The Girl Effect (2008-9)
This site (www.girleffect.org) asks you to unleash the latent power of girls in societies worldwide. Can she read? Is her body her own? Does she have access to credit? If so, we can flourish. If not, we don't. This is a model of truthful propaganda, packaging key development ideas effectively, accessibly and cheaply. Written by Jessica Vacek. Video's motion graphics by Matt Smithson, Curious Pictures, for Weiden+Kennedy Portland. Superb.
The World of Mexican Migrants: The Rock and the Hard Place by Judith Adler Hellman (New Press, 2008)
Migrants are exiles, people in between worlds. The latest book by a writer who does her fieldwork turns millions of shadowed abstractions all around us into real people who can't be ignored. She lets their voices through. There's nothing more powerful. And where else will you hear hopes, dreams, nightmares like these?
The Band's Visit, a film by Eran Kourin (DVD, 2007)
An 8-man Egyptian police orchestra gets lost in Israel on its way to play at an Arab cultural center. It arrives in a treeless settlement where, it seems, "There is no Arab culture center. No Israeli culture center. No culture." So, for a night, everyone makes the best of being out of place. Minute enlargements of the heart, mostly unstated, are flawlessly true to life. A great fable about how humans actually change.
New Public Sector Marketing by David Chapman and Theo Cowell (Pitman, 1997)
Marketing is a much-abused term. This UK book uses marketing concepts as practical tools to transform rationing organizations, which is what many public agencies are, into more responsive service organizations. What are the organizational implications of giving beneficiaries a role in designing service "products" and the rest of it? Worth asking. Worth its weight.
Here Comes Everybody: The Power of Organizing Without Organizations by Clay Shirky (Penguin, 2008)
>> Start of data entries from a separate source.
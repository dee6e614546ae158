//! Error types for transport operations.

use std::path::PathBuf;
use std::time::Duration;
use thiserror::Error;

/// Result type alias for transport operations.
pub type Result<T> = std::result::Result<T, TransportError>;

/// Errors that can occur while dialing or supervising connections.
///
/// Configuration errors (`UnsupportedScheme`, `InvalidUri`,
/// `IdentityFileNotFound`) are raised at parse/construction time, never
/// deferred to first use. OS-level connect errors are carried unchanged in
/// [`TransportError::Io`] so callers can still distinguish "no such file",
/// "connection refused" and "permission denied" by `io::ErrorKind`.
#[derive(Debug, Error)]
pub enum TransportError {
    /// URI scheme outside the supported set.
    #[error("unsupported scheme '{scheme}': expected one of {supported}")]
    UnsupportedScheme {
        /// The scheme that was requested.
        scheme: String,
        /// Comma-separated supported schemes.
        supported: &'static str,
    },

    /// URI could not be parsed or is missing a required component.
    #[error("invalid endpoint uri '{uri}': {reason}")]
    InvalidUri {
        /// The offending URI.
        uri: String,
        /// What was wrong with it.
        reason: String,
    },

    /// SSH identity file does not exist.
    #[error("identity file not found: {0}")]
    IdentityFileNotFound(PathBuf),

    /// The `ssh` client process could not be started.
    #[error("failed to spawn ssh client: {0}")]
    SpawnFailed(#[source] std::io::Error),

    /// Local forwarding socket never appeared within the deadline.
    #[error("timed out after {waited:?} waiting for ssh tunnel socket")]
    TunnelTimeout {
        /// How long the tunnel waited before giving up.
        waited: Duration,
    },

    /// Tunnel used after close, or connected twice. Tunnels are single-use.
    #[error("ssh tunnel is closed")]
    TunnelClosed,

    /// I/O error, propagated unchanged from the OS.
    #[error("I/O error: {0}")]
    Io(#[from] std::io::Error),
}
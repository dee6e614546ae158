//! Unix dialer failure modes and round trips.
//!
//! The dialer must surface OS connect errors unchanged so callers can tell
//! "no such file" from "not a socket" from "nobody listening".

use podlink_transport::{EndpointUri, TransportError, UnixDialer};
use std::time::Duration;
use tempfile::TempDir;
use tokio::io::{AsyncReadExt, AsyncWriteExt};
use tokio::net::UnixListener;

fn endpoint(path: &std::path::Path) -> EndpointUri {
    EndpointUri::parse(&format!("unix://{}", path.display())).unwrap()
}

fn io_kind(err: &TransportError) -> Option<std::io::ErrorKind> {
    match err {
        TransportError::Io(e) => Some(e.kind()),
        _ => None,
    }
}

#[tokio::test]
async fn dialing_missing_path_is_not_found() {
    let dir = TempDir::new().unwrap();
    let err = UnixDialer::new()
        .dial(&endpoint(&dir.path().join("missing.sock")))
        .await
        .unwrap_err();
    assert_eq!(io_kind(&err), Some(std::io::ErrorKind::NotFound));
}

#[tokio::test]
async fn dialing_a_regular_file_is_not_not_found() {
    let dir = TempDir::new().unwrap();
    let path = dir.path().join("not-a-socket");
    std::fs::write(&path, b"plain file").unwrap();

    let err = UnixDialer::new().dial(&endpoint(&path)).await.unwrap_err();
    // Linux reports ECONNREFUSED here; the load-bearing property is that
    // it is distinguishable from a missing path.
    assert_ne!(io_kind(&err), Some(std::io::ErrorKind::NotFound));
    assert!(io_kind(&err).is_some());
}

#[tokio::test]
async fn dialing_a_dead_socket_is_connection_refused() {
    let dir = TempDir::new().unwrap();
    let path = dir.path().join("dead.sock");
    // Bind then drop: the socket file stays behind with no listener.
    drop(UnixListener::bind(&path).unwrap());

    let err = UnixDialer::new().dial(&endpoint(&path)).await.unwrap_err();
    assert_eq!(io_kind(&err), Some(std::io::ErrorKind::ConnectionRefused));
}

#[tokio::test]
async fn dial_round_trip() {
    let dir = TempDir::new().unwrap();
    let path = dir.path().join("live.sock");
    let listener = UnixListener::bind(&path).unwrap();

    let server = tokio::spawn(async move {
        let (mut stream, _) = listener.accept().await.unwrap();
        let mut buf = [0u8; 4];
        stream.read_exact(&mut buf).await.unwrap();
        stream.write_all(&buf).await.unwrap();
    });

    let mut stream = UnixDialer::new()
        .with_timeout(Duration::from_secs(5))
        .dial(&endpoint(&path))
        .await
        .unwrap();
    stream.write_all(b"ping").await.unwrap();
    let mut echo = [0u8; 4];
    stream.read_exact(&mut echo).await.unwrap();
    assert_eq!(&echo, b"ping");

    server.await.unwrap();
}

#[tokio::test]
async fn dialing_percent_encoded_path() {
    let dir = TempDir::new().unwrap();
    let path = dir.path().join("enc.sock");
    let _listener = UnixListener::bind(&path).unwrap();

    let encoded = path
        .display()
        .to_string()
        .replace('/', "%2F");
    let endpoint = EndpointUri::parse(&format!("http+unix://{encoded}")).unwrap();
    UnixDialer::new().dial(&endpoint).await.unwrap();
}

#[tokio::test]
async fn dialing_non_unix_endpoint_is_invalid() {
    let endpoint = EndpointUri::parse("tcp://127.0.0.1:9").unwrap();
    let err = UnixDialer::new().dial(&endpoint).await.unwrap_err();
    assert!(matches!(err, TransportError::InvalidUri { .. }));
}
Does the web work? Mr. Shirky points out that you need "a plausible promise, an effective tool, and an acceptable bargain with the users" to web-organize successfully. Of course, that's true for any direct response medium. He also reminds us that mass emails are discounted to zero: to impress, he says, lick a stamp or even send roses. So can easy-come, easy-go Web 2.0 mass gatherings win on an issue if the opposition is better organized and more persistent? Do old rules cover the new tools? Jury's out. See what you think.